> PROBLEM TO WORK ON:
Report how many lines in the records carry the string "stdout", and give no further text.

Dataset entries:
- - -
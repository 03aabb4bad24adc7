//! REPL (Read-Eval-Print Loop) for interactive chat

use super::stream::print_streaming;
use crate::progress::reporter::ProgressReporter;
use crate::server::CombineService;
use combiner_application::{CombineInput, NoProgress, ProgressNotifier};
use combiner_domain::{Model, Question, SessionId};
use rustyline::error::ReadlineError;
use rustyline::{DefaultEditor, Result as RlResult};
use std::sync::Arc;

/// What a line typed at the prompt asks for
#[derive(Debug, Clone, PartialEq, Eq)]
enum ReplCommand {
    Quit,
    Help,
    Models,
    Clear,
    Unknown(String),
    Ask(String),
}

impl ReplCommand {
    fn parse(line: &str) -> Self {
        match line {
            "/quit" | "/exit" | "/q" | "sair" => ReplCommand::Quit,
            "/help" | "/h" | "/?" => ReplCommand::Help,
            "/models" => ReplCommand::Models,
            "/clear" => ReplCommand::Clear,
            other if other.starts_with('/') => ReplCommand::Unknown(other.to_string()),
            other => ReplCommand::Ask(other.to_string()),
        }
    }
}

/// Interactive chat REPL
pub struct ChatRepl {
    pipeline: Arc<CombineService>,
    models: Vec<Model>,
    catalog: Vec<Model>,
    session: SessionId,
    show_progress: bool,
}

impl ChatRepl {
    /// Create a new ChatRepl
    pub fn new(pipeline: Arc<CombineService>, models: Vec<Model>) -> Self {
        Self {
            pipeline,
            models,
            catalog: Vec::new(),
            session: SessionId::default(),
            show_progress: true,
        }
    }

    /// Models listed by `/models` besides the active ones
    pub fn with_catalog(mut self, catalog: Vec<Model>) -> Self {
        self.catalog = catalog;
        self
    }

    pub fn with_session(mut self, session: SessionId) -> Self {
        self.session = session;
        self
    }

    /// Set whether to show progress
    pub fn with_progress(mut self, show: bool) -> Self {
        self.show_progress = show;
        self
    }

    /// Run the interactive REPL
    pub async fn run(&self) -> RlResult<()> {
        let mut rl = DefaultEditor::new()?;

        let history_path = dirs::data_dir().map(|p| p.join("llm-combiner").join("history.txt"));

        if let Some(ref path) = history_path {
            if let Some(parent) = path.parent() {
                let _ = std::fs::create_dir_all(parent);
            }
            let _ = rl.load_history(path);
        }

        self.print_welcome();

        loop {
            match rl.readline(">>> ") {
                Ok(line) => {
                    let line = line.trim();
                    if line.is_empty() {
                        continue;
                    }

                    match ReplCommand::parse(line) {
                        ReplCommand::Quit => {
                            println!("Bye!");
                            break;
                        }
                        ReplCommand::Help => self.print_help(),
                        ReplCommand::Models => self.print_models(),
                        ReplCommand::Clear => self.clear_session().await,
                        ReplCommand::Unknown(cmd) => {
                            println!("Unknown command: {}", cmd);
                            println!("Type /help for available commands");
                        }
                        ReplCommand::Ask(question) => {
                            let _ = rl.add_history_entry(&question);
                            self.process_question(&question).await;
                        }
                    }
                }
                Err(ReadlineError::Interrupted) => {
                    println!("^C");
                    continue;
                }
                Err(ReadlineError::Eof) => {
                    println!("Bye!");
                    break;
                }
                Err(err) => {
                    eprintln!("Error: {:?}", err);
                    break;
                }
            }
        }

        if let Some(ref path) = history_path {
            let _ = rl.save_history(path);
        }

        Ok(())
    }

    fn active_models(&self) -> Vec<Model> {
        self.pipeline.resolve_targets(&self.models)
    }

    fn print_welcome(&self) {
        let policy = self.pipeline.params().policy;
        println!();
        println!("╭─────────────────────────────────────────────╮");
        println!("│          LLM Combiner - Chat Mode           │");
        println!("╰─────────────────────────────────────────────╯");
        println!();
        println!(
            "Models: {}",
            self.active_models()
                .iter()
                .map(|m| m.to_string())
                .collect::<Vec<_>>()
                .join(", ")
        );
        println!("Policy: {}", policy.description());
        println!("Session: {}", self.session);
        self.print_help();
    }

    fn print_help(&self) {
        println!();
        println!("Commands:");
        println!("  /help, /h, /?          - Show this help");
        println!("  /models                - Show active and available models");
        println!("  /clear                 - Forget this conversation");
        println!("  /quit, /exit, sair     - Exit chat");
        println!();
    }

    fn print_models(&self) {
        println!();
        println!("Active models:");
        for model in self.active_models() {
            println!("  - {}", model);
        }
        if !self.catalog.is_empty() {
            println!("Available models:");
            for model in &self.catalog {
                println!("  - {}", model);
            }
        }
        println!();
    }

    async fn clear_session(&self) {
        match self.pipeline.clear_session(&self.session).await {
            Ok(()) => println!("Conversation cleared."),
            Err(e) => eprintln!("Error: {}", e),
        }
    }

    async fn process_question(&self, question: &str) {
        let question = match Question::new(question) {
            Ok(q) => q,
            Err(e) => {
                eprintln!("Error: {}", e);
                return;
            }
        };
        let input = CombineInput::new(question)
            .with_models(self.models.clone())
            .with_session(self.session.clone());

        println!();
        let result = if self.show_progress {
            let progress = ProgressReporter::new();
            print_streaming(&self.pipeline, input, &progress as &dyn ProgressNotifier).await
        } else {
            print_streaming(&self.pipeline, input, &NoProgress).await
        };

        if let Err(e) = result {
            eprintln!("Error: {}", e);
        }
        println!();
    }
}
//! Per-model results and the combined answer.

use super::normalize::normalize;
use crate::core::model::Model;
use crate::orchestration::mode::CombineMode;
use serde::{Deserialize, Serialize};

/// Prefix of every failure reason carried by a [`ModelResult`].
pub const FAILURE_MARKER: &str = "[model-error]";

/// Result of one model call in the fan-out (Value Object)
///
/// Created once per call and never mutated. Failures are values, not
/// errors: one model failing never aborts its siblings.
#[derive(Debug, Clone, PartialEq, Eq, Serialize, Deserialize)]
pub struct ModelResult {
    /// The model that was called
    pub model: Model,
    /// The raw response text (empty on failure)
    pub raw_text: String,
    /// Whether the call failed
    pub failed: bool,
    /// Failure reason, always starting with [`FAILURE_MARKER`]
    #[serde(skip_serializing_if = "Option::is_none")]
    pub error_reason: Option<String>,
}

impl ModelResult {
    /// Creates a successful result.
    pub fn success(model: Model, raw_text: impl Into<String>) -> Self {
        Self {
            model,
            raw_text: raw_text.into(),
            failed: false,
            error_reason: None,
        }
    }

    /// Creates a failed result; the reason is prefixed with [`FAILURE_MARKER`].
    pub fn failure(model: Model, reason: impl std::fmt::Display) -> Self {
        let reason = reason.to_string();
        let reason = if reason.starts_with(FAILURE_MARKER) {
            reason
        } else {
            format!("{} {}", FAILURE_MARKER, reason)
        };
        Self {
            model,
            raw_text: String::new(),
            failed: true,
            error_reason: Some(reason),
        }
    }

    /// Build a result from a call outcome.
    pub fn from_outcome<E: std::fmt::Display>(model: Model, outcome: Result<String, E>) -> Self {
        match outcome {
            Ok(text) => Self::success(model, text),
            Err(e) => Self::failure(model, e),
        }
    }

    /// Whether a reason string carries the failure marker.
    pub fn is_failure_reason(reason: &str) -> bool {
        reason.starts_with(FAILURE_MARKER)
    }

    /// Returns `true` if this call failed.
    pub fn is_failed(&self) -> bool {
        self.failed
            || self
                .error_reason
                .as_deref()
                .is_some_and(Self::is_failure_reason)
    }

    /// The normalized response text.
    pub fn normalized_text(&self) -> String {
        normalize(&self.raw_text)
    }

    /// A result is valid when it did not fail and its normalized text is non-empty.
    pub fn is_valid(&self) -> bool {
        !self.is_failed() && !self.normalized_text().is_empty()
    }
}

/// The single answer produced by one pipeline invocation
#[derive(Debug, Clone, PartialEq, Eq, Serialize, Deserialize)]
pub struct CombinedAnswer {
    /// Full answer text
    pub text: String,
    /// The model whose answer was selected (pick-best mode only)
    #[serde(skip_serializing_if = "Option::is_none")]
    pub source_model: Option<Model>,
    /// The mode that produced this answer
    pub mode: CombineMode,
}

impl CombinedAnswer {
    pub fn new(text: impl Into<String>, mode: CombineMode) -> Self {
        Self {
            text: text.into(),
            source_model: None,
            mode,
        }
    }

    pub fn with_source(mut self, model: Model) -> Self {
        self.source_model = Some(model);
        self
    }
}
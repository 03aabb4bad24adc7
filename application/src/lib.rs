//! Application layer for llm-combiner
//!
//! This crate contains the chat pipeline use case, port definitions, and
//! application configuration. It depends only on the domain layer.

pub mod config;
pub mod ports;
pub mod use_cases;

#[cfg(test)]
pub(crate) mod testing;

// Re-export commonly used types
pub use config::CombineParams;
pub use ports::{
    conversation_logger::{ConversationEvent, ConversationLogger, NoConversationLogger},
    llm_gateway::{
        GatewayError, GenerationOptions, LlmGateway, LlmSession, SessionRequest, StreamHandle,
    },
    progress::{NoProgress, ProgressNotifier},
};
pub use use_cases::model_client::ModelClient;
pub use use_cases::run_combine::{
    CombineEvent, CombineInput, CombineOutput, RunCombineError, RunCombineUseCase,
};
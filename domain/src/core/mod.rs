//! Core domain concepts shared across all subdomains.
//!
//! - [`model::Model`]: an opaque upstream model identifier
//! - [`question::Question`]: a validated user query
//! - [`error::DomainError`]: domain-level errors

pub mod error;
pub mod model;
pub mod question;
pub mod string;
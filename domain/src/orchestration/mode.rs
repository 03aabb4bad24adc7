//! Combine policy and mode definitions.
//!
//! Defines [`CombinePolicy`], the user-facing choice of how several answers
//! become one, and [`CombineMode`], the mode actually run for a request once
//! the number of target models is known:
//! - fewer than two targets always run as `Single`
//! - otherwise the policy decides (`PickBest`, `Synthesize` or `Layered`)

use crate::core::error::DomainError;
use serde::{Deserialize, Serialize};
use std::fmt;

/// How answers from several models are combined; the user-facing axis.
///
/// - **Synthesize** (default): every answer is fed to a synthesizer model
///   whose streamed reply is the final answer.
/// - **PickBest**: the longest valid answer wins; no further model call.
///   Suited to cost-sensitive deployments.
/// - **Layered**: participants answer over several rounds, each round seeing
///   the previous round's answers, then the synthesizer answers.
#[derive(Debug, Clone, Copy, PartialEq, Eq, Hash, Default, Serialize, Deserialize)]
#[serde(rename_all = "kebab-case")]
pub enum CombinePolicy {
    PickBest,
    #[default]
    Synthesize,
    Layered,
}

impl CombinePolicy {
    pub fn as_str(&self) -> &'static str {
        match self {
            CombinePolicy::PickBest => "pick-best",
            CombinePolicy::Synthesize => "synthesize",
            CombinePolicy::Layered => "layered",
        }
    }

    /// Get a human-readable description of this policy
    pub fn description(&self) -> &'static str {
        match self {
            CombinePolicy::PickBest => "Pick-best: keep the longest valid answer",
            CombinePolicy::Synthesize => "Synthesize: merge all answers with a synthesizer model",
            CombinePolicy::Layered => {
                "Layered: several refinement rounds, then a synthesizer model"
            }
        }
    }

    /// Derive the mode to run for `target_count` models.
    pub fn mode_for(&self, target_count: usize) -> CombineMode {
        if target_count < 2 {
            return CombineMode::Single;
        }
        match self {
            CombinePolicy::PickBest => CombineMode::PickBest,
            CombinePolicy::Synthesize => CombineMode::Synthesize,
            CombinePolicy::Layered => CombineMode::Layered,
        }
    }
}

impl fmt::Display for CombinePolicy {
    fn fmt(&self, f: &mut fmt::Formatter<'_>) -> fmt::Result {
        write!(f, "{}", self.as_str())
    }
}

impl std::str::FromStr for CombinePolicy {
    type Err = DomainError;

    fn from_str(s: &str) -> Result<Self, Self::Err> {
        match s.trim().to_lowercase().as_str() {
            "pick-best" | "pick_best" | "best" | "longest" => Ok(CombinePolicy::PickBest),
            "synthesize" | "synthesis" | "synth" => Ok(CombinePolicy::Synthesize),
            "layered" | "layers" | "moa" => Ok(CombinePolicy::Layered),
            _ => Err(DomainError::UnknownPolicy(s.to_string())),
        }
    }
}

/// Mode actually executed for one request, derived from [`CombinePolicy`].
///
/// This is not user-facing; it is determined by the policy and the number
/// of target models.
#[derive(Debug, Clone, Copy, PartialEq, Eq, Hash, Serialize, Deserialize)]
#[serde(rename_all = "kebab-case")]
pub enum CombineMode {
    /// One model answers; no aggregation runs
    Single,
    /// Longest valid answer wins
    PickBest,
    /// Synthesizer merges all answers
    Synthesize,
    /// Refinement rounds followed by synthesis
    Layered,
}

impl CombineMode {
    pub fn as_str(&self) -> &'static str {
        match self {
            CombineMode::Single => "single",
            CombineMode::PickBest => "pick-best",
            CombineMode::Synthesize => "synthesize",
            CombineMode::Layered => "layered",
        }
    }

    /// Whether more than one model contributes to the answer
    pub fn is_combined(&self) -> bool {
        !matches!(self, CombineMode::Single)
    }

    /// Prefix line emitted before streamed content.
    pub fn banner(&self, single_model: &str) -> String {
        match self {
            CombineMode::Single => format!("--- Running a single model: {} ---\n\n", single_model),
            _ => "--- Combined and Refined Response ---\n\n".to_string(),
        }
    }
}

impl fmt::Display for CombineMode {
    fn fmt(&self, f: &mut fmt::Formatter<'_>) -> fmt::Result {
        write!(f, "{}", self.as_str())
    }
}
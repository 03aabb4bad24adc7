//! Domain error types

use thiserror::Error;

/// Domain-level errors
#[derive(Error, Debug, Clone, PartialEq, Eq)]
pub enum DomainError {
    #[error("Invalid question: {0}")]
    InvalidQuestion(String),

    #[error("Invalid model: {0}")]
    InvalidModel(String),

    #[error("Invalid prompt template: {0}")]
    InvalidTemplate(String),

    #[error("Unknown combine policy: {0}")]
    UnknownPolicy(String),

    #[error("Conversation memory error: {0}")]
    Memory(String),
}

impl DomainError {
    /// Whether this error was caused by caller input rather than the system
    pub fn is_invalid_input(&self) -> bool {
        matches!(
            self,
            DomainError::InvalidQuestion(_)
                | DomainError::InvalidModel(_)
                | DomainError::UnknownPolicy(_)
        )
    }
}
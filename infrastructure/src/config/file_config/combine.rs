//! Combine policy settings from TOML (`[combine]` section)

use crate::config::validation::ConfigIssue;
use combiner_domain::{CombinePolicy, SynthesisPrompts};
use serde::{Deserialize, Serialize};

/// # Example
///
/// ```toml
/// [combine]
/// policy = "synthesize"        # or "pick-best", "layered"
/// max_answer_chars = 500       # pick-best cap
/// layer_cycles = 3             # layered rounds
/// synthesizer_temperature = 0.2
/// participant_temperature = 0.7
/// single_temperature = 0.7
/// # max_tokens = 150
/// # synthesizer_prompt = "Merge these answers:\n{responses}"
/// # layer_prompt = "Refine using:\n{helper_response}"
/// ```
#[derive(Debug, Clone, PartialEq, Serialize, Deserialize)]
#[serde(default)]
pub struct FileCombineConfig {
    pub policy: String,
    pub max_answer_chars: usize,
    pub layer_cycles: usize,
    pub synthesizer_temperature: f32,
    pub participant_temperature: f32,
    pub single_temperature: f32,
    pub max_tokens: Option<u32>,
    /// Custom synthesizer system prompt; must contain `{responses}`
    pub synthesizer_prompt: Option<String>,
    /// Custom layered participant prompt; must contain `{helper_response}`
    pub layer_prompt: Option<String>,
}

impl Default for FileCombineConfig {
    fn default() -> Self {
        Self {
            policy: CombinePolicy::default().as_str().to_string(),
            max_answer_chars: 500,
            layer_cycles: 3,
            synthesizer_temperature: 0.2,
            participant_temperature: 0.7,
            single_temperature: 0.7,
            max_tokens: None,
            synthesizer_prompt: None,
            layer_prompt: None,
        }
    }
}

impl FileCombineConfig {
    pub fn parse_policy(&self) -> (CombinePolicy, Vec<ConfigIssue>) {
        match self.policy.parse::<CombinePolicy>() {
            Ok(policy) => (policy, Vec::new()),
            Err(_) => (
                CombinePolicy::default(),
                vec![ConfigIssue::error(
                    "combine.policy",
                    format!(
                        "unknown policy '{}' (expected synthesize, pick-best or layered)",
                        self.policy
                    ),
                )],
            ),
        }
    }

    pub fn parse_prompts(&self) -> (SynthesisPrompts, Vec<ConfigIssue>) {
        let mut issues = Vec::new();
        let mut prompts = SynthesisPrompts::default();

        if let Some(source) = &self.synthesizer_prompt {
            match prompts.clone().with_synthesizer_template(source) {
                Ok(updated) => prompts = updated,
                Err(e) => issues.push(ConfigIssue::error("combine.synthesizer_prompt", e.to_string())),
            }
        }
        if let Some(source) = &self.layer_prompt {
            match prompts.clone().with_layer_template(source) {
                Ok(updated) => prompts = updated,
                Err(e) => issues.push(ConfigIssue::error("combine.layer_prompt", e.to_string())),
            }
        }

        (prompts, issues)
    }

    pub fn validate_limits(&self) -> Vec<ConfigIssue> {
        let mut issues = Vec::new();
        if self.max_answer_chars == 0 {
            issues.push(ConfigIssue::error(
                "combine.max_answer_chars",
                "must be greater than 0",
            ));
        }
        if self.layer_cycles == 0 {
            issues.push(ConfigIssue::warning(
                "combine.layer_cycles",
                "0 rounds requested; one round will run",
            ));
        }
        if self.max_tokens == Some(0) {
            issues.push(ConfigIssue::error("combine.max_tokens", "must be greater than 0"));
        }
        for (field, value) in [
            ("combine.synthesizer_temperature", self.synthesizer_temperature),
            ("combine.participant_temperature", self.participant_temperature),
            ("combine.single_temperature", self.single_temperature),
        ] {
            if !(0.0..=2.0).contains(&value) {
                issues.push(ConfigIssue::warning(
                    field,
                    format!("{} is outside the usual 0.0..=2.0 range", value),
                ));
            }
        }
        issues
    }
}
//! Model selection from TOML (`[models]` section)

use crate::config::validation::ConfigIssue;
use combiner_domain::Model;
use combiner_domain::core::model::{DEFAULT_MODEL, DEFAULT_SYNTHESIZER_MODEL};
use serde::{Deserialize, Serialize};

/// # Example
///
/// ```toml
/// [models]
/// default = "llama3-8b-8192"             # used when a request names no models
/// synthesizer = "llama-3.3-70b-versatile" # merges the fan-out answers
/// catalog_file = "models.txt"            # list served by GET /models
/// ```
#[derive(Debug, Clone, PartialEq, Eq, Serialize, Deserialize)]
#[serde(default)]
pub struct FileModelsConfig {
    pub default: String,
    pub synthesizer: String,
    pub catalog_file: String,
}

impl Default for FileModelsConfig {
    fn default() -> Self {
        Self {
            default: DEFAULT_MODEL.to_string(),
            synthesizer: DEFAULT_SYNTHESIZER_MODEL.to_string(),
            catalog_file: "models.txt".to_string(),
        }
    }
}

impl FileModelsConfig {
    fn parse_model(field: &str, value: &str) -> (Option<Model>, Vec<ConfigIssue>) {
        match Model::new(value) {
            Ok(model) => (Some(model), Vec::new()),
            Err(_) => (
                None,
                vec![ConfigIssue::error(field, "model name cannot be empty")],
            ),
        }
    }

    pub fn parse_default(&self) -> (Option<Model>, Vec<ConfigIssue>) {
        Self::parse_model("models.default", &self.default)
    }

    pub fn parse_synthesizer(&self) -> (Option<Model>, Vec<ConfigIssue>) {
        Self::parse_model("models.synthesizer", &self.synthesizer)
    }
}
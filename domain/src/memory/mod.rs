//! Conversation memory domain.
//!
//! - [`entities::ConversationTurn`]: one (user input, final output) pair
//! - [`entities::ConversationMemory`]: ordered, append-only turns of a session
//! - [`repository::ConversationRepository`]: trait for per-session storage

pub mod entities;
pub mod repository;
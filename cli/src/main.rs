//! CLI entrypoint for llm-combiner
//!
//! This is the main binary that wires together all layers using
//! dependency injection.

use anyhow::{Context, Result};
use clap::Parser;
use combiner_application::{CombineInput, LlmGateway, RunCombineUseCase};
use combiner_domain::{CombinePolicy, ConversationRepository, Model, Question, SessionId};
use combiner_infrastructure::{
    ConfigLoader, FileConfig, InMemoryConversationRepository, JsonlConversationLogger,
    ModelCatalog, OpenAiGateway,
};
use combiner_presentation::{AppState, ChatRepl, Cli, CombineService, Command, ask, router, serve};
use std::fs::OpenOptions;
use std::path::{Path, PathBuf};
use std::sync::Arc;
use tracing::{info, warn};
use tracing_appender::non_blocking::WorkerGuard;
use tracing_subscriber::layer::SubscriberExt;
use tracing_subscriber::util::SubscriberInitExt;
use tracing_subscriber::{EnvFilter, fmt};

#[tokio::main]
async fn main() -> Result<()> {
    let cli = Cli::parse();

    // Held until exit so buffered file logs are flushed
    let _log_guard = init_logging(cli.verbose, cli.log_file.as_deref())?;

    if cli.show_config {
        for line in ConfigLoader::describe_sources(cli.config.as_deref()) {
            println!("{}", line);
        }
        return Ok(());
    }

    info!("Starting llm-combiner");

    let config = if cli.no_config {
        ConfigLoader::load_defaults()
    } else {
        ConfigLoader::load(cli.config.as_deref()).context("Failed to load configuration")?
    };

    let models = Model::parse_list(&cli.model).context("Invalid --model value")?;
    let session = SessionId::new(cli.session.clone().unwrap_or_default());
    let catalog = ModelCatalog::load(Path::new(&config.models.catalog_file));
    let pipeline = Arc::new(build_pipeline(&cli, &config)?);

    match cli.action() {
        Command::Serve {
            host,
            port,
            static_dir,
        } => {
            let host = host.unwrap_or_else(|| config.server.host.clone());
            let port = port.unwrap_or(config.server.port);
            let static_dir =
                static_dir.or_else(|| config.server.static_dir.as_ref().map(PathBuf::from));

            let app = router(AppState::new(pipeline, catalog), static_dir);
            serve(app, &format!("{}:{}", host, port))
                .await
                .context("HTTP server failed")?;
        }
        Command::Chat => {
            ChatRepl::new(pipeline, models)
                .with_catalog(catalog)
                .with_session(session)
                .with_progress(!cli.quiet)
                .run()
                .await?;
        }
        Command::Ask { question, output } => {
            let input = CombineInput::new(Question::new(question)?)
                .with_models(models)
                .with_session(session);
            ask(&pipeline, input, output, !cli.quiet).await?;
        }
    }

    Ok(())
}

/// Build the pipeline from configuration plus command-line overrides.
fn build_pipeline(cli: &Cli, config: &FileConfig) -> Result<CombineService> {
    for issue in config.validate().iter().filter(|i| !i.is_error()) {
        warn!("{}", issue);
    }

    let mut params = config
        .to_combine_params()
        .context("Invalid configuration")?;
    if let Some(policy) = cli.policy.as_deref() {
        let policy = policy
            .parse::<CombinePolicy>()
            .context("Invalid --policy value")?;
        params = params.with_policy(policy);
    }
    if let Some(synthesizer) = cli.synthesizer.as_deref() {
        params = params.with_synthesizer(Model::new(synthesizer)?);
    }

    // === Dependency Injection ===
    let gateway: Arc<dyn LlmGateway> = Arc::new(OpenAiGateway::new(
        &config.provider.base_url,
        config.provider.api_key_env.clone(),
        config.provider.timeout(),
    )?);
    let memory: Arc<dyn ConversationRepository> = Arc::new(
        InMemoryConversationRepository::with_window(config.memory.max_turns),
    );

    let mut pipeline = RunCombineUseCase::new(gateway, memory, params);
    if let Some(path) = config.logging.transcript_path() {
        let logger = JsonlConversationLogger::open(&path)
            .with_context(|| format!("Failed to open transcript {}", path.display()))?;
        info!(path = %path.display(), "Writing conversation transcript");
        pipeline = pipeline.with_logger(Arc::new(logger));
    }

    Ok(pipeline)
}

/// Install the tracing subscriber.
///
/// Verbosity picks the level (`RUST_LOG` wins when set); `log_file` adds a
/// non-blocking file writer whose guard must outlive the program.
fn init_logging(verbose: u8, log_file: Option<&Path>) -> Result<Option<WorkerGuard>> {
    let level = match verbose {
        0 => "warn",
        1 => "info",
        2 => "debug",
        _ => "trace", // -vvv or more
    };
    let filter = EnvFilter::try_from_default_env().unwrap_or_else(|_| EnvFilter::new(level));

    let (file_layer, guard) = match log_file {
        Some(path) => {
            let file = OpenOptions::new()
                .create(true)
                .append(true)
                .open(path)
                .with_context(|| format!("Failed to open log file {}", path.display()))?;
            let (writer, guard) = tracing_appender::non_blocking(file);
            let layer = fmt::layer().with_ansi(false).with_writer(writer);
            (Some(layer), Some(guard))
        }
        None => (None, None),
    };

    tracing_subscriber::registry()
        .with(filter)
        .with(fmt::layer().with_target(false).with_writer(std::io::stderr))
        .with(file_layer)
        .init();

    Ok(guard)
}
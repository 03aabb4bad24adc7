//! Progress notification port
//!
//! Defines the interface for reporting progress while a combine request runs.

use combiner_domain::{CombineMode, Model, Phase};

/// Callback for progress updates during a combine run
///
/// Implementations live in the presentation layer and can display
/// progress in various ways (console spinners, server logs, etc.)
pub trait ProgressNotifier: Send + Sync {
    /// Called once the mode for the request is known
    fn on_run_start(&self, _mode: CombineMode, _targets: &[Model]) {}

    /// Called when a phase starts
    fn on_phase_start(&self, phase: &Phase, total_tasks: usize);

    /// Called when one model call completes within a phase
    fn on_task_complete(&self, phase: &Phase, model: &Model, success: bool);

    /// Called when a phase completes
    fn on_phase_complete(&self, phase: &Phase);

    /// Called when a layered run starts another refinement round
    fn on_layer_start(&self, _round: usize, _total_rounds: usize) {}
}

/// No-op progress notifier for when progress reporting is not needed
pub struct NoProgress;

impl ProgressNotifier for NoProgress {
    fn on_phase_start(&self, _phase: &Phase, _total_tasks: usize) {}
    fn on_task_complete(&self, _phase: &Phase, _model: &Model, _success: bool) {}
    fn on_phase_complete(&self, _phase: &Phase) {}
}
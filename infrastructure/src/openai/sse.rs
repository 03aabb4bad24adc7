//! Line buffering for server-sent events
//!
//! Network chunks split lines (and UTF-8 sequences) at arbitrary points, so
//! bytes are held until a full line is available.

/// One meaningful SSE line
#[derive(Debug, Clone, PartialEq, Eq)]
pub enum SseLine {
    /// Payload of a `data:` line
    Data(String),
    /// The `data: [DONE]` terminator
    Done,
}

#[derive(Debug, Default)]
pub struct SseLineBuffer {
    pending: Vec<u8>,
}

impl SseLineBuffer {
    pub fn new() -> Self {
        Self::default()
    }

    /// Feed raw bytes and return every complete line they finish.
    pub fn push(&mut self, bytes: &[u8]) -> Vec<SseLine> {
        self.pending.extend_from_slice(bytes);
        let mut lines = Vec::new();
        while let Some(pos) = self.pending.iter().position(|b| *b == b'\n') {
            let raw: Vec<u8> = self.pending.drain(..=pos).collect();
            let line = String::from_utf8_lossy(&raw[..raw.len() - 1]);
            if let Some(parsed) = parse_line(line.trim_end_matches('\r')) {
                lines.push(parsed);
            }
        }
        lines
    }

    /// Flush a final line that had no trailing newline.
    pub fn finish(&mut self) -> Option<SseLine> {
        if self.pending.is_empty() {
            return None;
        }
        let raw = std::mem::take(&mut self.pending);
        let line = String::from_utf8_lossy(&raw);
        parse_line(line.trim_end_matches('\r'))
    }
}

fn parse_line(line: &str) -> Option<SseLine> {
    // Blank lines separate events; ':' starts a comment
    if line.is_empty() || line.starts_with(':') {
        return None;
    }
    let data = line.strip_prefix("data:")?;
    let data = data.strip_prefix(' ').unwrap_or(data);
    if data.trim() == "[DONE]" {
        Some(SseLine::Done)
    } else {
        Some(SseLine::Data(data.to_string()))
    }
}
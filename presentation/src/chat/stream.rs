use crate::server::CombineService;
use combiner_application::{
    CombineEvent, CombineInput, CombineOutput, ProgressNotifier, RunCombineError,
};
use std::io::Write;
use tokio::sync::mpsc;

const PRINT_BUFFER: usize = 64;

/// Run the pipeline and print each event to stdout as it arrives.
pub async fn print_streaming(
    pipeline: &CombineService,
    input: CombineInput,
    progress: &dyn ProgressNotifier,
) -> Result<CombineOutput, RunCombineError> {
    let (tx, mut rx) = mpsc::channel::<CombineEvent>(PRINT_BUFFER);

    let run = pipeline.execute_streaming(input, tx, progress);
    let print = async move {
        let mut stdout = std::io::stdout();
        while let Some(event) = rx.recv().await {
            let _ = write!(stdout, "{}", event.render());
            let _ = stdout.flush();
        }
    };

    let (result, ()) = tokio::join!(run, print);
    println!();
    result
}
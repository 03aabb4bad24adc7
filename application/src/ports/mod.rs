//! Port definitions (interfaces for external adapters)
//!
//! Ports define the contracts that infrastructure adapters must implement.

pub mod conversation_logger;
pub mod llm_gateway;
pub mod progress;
- - -
> RESPONSE AREA:
4